The problem: Starting at the first line of the data below, write out each line exactly until you reach the line containing "database names exclude", and include that line too.

Collected data
* * * * * * *

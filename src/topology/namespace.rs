//! Sharded collection directives

use std::collections::{BTreeMap, BTreeSet};
use std::sync::OnceLock;

use regex::Regex;
use serde::{Deserialize, Serialize};

use crate::reconcile::ReconcileError;

/// `db.collection`: database names exclude `/\. "$`, collection names exclude `$`.
fn namespace_pattern() -> &'static Regex {
    static PATTERN: OnceLock<Regex> = OnceLock::new();
    PATTERN.get_or_init(|| {
        Regex::new(r#"^([^/\\. "$]+)\.([^$\s][^$]*)$"#).expect("namespace pattern is valid")
    })
}

/// A desired `namespace → shard key` directive.
#[derive(Debug, Clone, PartialEq, Eq, PartialOrd, Ord, Serialize, Deserialize)]
pub struct ShardedCollectionSpec {
    pub namespace: String,
    pub shard_key: String,
}

impl ShardedCollectionSpec {
    /// Validate and build a directive.
    pub fn parse(namespace: &str, shard_key: &str) -> Result<Self, ReconcileError> {
        if !namespace_pattern().is_match(namespace) {
            return Err(ReconcileError::InvalidConfiguration(format!(
                "sharded collection '{}' is not of the form 'db.collection'",
                namespace
            )));
        }
        if shard_key.trim().is_empty() {
            return Err(ReconcileError::InvalidConfiguration(format!(
                "sharded collection '{}' has an empty shard key",
                namespace
            )));
        }
        Ok(Self {
            namespace: namespace.to_string(),
            shard_key: shard_key.to_string(),
        })
    }

    /// Parse a whole `namespace → key` map, failing on the first bad entry.
    pub fn parse_all(collections: &BTreeMap<String, String>) -> Result<Vec<Self>, ReconcileError> {
        collections
            .iter()
            .map(|(namespace, key)| Self::parse(namespace, key))
            .collect()
    }

    pub fn database(&self) -> &str {
        self.namespace
            .split_once('.')
            .map_or(self.namespace.as_str(), |(db, _)| db)
    }

    pub fn collection(&self) -> &str {
        self.namespace.split_once('.').map_or("", |(_, coll)| coll)
    }

    /// Key document `{shard_key: 1}`.
    pub fn key_document(&self) -> BTreeMap<String, i32> {
        let mut key = BTreeMap::new();
        key.insert(self.shard_key.clone(), 1);
        key
    }
}

/// Distinct database names, sorted.
pub fn distinct_databases(specs: &[ShardedCollectionSpec]) -> Vec<String> {
    specs
        .iter()
        .map(|s| s.database().to_string())
        .collect::<BTreeSet<_>>()
        .into_iter()
        .collect()
}

#[cfg(test)]
mod tests {
    use super::*;

    #[test]
    fn test_parse_valid_namespace() {
        let spec = ShardedCollectionSpec::parse("app.events.archive", "tenant").unwrap();
        assert_eq!(spec.database(), "app");
        assert_eq!(spec.collection(), "events.archive");
        assert_eq!(spec.key_document().get("tenant"), Some(&1));
    }

    #[test]
    fn test_parse_rejects_malformed_namespaces() {
        for ns in ["nodot", ".coll", "db.", "my db.coll", "db.$cmd"] {
            assert!(ShardedCollectionSpec::parse(ns, "k").is_err(), "accepted {}", ns);
        }
    }

    #[test]
    fn test_parse_rejects_empty_key() {
        let err = ShardedCollectionSpec::parse("db.coll", "  ").unwrap_err();
        assert!(err.to_string().contains("empty shard key"));
    }

    #[test]
    fn test_distinct_databases() {
        let mut map = BTreeMap::new();
        map.insert("app.users".to_string(), "_id".to_string());
        map.insert("app.events".to_string(), "ts".to_string());
        map.insert("logs.lines".to_string(), "host".to_string());

        let specs = ShardedCollectionSpec::parse_all(&map).unwrap();
        assert_eq!(distinct_databases(&specs), vec!["app", "logs"]);
    }
}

* * * * * * *

Solution:
filename src/topology/namespace.rs
//! Sharded collection directives

use std::collections::{BTreeMap, BTreeSet};
use std::sync::OnceLock;

use regex::Regex;
use serde::{Deserialize, Serialize};

use crate::reconcile::ReconcileError;

/// `db.collection`: database names exclude `/\. "$`, collection names exclude `$`.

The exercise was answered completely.